*** Records to use ***
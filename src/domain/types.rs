//! Shared domain types.
//!
//! These types are intentionally kept lightweight and serializable so they can be:
//!
//! - used in-memory during interactive recomputation
//! - exported to JSON/CSV
//! - reloaded later for re-plotting

use chrono::NaiveDate;
use clap::ValueEnum;
use serde::{Deserialize, Serialize};

/// Which model a curve belongs to. Each model owns one tab of the TUI; the
/// two never interact.
#[derive(Debug, Clone, Copy, PartialEq, Eq, Serialize, Deserialize, ValueEnum)]
#[serde(rename_all = "lowercase")]
pub enum CurveKind {
    Morse,
    Lattice,
}

impl CurveKind {
    /// Human-readable label for tab titles and terminal output.
    pub fn display_name(self) -> &'static str {
        match self {
            CurveKind::Morse => "Morse bond energy",
            CurveKind::Lattice => "Born–Lande lattice energy",
        }
    }

    pub fn x_label(self) -> &'static str {
        match self {
            CurveKind::Morse => "r (Å)",
            CurveKind::Lattice => "r0 (nm)",
        }
    }

    pub fn y_label(self) -> &'static str {
        match self {
            CurveKind::Morse => "E (kJ/mol)",
            CurveKind::Lattice => "U (kJ/mol)",
        }
    }

    /// Column header pair for CSV exports.
    pub fn csv_header(self) -> &'static str {
        match self {
            CurveKind::Morse => "r_angstrom,energy_kj_per_mol",
            CurveKind::Lattice => "r0_nm,lattice_energy_kj_per_mol",
        }
    }
}

/// Morse potential parameters (covalent bond tab).
///
/// All four values are finite and positive; the slider ranges below are the
/// supported domains. `r_current` may sit below, at, or above `r_e`.
#[derive(Debug, Clone, Copy, PartialEq, Serialize, Deserialize)]
pub struct MorseParams {
    /// Bond dissociation energy `D_e` (kJ/mol).
    pub d_e: f64,
    /// Steepness constant `a` (1/Å).
    pub steepness: f64,
    /// Equilibrium bond length `r_e` (Å).
    pub r_e: f64,
    /// Current bond length `r` (Å) — the highlighted query point.
    pub r_current: f64,
}

impl Default for MorseParams {
    fn default() -> Self {
        // The current length starts at the equilibrium length, i.e. on the
        // curve minimum.
        Self {
            d_e: 400.0,
            steepness: 1.2,
            r_e: 1.0,
            r_current: 1.0,
        }
    }
}

/// Born–Lande parameters (ionic lattice tab).
#[derive(Debug, Clone, Copy, PartialEq, Serialize, Deserialize)]
pub struct LatticeParams {
    /// Cation charge magnitude `|z⁺|`.
    pub z_plus: u32,
    /// Anion charge magnitude `|z⁻|`.
    pub z_minus: u32,
    /// Born exponent `n` (dimensionless, must exceed 1).
    pub born_n: u32,
    /// Madelung constant `M` (geometry of the crystal lattice).
    pub madelung: f64,
}

impl Default for LatticeParams {
    fn default() -> Self {
        // Rock-salt-like defaults: unit charges, n = 9, M ≈ 1.75.
        Self {
            z_plus: 1,
            z_minus: 1,
            born_n: 9,
            madelung: 1.75,
        }
    }
}

/// Closed interval plus adjustment step for a slider-style parameter field.
///
/// Bound enforcement is the parameter source's job: the TUI clamps through
/// `nudge`, while explicit CLI flags are validated by the models instead.
#[derive(Debug, Clone, Copy)]
pub struct ParamRange {
    pub min: f64,
    pub max: f64,
    pub step: f64,
}

impl ParamRange {
    /// Move `value` by `delta` steps, clamped to the range.
    pub fn nudge(&self, value: f64, delta: i32) -> f64 {
        (value + f64::from(delta) * self.step).clamp(self.min, self.max)
    }
}

/// Bond dissociation energy `D_e` (kJ/mol).
pub const D_E_RANGE: ParamRange = ParamRange {
    min: 100.0,
    max: 1000.0,
    step: 10.0,
};

/// Steepness constant `a` (1/Å).
pub const STEEPNESS_RANGE: ParamRange = ParamRange {
    min: 0.5,
    max: 3.0,
    step: 0.1,
};

/// Equilibrium bond length `r_e` (Å).
pub const R_E_RANGE: ParamRange = ParamRange {
    min: 0.5,
    max: 2.5,
    step: 0.05,
};

/// Current bond length `r` (Å).
pub const R_CURRENT_RANGE: ParamRange = ParamRange {
    min: 0.3,
    max: 3.0,
    step: 0.01,
};

/// Madelung constant `M`.
pub const MADELUNG_RANGE: ParamRange = ParamRange {
    min: 1.5,
    max: 2.5,
    step: 0.01,
};

/// Ion charge magnitudes `|z⁺|`, `|z⁻|` (integer slider).
pub const ION_CHARGE_MIN: u32 = 1;
pub const ION_CHARGE_MAX: u32 = 3;

/// Born exponent `n` (integer slider).
pub const BORN_EXPONENT_MIN: u32 = 5;
pub const BORN_EXPONENT_MAX: u32 = 15;

/// Morse display domain (Å) and sample count.
pub const MORSE_R_MIN_ANGSTROM: f64 = 0.3;
pub const MORSE_R_MAX_ANGSTROM: f64 = 3.0;
pub const MORSE_SAMPLES: usize = 400;

/// Born–Lande display domain (nm) and sample count.
pub const LATTICE_R0_MIN_NM: f64 = 0.1;
pub const LATTICE_R0_MAX_NM: f64 = 1.0;
pub const LATTICE_SAMPLES: usize = 300;

/// A sampled curve as parallel arrays of equal length.
#[derive(Debug, Clone, PartialEq, Serialize, Deserialize)]
pub struct CurveGrid {
    pub x: Vec<f64>,
    pub y: Vec<f64>,
}

impl CurveGrid {
    pub fn len(&self) -> usize {
        self.x.len()
    }

    pub fn is_empty(&self) -> bool {
        self.x.is_empty()
    }

    /// Iterate `(x, y)` pairs, the shape chart renderers consume.
    pub fn points(&self) -> impl Iterator<Item = (f64, f64)> + '_ {
        self.x.iter().copied().zip(self.y.iter().copied())
    }

    pub fn x_range(&self) -> Option<(f64, f64)> {
        range_of(&self.x)
    }

    pub fn y_range(&self) -> Option<(f64, f64)> {
        range_of(&self.y)
    }
}

fn range_of(values: &[f64]) -> Option<(f64, f64)> {
    let mut min = f64::INFINITY;
    let mut max = f64::NEG_INFINITY;
    for &v in values {
        min = min.min(v);
        max = max.max(v);
    }
    if min.is_finite() && max.is_finite() && max >= min {
        Some((min, max))
    } else {
        None
    }
}

/// Model parameters as stored in a curve file.
#[derive(Debug, Clone, Serialize, Deserialize)]
#[serde(tag = "model", rename_all = "lowercase")]
pub enum CurveParams {
    Morse(MorseParams),
    Lattice(LatticeParams),
}

impl CurveParams {
    pub fn kind(&self) -> CurveKind {
        match self {
            CurveParams::Morse(_) => CurveKind::Morse,
            CurveParams::Lattice(_) => CurveKind::Lattice,
        }
    }
}

/// A saved curve file (JSON): the exact parameters plus the sampled grid,
/// ready for re-plotting without recomputation.
#[derive(Debug, Clone, Serialize, Deserialize)]
pub struct CurveFile {
    pub tool: String,
    pub generated: NaiveDate,
    #[serde(flatten)]
    pub params: CurveParams,
    pub grid: CurveGrid,
}

#[cfg(test)]
mod tests {
    use super::*;

    #[test]
    fn nudge_clamps_to_range() {
        let r = STEEPNESS_RANGE;
        assert!((r.nudge(1.2, 1) - 1.3).abs() < 1e-12);
        assert_eq!(r.nudge(2.95, 3), r.max);
        assert_eq!(r.nudge(0.55, -10), r.min);
    }

    #[test]
    fn grid_ranges_ignore_nothing_and_reject_empty() {
        let grid = CurveGrid {
            x: vec![0.3, 1.0, 3.0],
            y: vec![5.0, 0.0, 400.0],
        };
        assert_eq!(grid.x_range(), Some((0.3, 3.0)));
        assert_eq!(grid.y_range(), Some((0.0, 400.0)));

        let empty = CurveGrid { x: vec![], y: vec![] };
        assert_eq!(empty.y_range(), None);
    }
}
*** End of Records to use ***
◆ **Required action**:
Each line of the data that holds "plotting" should be copied.

◆ **Solution to this task**:
//! - reloaded later for re-plotting
/// ready for re-plotting without recomputation.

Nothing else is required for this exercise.